Work to be completed — Look below for the line with "String, found: &'static". Extract that line and each one after it through the last, word for word.

[Stored entries]
..............................

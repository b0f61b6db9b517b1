use thiserror::Error;

pub type Result<T> = std::result::Result<T, StorageError>;

#[derive(Debug, Error)]
pub enum StorageError {
    #[error("I/O error: {0}")]
    Io(#[from] std::io::Error),

    #[error("entry {key:?} is not valid JSON: {source}")]
    Decode {
        key: String,
        #[source]
        source: serde_json::Error,
    },

    #[error("failed to encode entry {key:?}: {source}")]
    Encode {
        key: String,
        #[source]
        source: serde_json::Error,
    },

    #[error("debug store holds {found} while writing {key:?}, expected a JSON object")]
    NotAnObject { key: String, found: &'static str },
}

impl StorageError {
    #[must_use]
    pub fn is_decode(&self) -> bool {
        matches!(self, Self::Decode { .. } | Self::NotAnObject { .. })
    }
}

..............................

Task response —
    NotAnObject { key: String, found: &'static str },
}

impl StorageError {
    #[must_use]
    pub fn is_decode(&self) -> bool {
        matches!(self, Self::Decode { .. } | Self::NotAnObject { .. })
    }
}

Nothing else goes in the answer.